[Dataset entries]
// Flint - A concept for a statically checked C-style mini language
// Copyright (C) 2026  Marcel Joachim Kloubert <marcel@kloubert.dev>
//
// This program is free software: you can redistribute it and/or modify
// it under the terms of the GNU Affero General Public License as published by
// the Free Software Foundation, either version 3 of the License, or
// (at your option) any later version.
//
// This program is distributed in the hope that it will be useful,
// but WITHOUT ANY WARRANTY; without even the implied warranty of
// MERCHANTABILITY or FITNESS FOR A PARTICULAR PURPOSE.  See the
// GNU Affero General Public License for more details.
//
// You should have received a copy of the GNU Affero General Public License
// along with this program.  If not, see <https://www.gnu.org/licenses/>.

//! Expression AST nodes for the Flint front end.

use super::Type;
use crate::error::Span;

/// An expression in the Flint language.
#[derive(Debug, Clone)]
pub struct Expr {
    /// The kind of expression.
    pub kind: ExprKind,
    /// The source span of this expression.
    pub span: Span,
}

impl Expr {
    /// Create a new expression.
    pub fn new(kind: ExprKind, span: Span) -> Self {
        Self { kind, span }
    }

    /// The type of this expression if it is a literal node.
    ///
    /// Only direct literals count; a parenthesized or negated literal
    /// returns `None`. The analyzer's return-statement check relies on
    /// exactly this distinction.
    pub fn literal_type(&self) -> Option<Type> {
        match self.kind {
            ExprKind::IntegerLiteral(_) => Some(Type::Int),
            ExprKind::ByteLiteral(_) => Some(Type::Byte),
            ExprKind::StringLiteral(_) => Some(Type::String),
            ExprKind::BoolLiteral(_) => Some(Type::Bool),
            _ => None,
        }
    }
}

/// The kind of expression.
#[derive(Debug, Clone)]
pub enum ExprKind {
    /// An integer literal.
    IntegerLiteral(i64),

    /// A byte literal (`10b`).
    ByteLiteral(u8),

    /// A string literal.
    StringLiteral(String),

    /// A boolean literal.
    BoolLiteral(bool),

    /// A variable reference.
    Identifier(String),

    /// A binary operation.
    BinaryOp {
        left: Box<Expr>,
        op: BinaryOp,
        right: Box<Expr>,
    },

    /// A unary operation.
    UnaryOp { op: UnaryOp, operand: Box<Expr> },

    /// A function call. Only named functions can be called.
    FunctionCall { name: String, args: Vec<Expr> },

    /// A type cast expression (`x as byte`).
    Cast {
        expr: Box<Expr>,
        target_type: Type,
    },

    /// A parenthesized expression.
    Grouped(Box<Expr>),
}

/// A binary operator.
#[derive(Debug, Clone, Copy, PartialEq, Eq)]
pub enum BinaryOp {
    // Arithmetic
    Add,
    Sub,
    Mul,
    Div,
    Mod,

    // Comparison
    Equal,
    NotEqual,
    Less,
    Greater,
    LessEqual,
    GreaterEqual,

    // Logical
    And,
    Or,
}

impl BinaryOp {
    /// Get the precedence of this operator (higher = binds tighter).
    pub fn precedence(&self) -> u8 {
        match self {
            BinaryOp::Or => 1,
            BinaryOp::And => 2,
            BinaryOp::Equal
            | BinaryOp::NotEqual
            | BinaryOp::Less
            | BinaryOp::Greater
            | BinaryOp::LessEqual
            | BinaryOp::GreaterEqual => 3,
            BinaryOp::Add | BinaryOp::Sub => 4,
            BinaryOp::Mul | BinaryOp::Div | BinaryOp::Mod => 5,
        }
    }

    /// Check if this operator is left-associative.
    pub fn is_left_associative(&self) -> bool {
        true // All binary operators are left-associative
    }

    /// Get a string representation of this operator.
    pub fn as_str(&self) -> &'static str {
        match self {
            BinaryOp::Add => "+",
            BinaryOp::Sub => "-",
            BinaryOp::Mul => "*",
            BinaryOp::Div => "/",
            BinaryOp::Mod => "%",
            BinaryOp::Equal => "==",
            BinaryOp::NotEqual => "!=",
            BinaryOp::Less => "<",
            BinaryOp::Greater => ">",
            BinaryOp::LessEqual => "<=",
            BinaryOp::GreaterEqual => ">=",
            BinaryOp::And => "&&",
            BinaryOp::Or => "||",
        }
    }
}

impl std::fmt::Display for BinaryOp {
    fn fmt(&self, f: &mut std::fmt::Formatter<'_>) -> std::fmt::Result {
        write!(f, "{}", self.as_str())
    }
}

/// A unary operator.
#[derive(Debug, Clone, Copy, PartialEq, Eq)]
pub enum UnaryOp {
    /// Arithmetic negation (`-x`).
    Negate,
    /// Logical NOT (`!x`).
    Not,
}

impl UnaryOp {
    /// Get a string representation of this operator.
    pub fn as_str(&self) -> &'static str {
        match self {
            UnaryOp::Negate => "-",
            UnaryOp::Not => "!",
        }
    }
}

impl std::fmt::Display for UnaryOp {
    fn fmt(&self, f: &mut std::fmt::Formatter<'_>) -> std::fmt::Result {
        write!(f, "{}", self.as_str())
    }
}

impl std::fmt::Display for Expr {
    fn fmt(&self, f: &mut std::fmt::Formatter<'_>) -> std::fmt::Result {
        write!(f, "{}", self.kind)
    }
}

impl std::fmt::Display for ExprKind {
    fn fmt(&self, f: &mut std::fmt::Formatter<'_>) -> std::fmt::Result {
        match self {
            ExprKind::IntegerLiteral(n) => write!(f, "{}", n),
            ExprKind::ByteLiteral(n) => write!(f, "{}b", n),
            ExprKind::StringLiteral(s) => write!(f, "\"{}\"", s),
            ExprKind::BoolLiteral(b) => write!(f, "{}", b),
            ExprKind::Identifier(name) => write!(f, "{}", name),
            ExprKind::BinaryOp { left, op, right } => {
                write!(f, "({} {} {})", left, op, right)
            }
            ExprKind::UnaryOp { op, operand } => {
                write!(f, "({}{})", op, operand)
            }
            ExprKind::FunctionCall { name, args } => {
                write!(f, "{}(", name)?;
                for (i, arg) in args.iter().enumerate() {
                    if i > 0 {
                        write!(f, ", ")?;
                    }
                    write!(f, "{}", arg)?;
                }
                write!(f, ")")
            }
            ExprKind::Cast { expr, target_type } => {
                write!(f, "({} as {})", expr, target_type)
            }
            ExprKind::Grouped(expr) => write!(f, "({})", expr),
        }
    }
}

* **THE PROBLEM**
In the entries above, find the line holding "pub struct Expr" and the line holding "or negated literal"; print both of them and every line between, exactly, and nothing else.

* **RESPONSE**
pub struct Expr {
    /// The kind of expression.
    pub kind: ExprKind,
    /// The source span of this expression.
    pub span: Span,
}

impl Expr {
    /// Create a new expression.
    pub fn new(kind: ExprKind, span: Span) -> Self {
        Self { kind, span }
    }

    /// The type of this expression if it is a literal node.
    ///
    /// Only direct literals count; a parenthesized or negated literal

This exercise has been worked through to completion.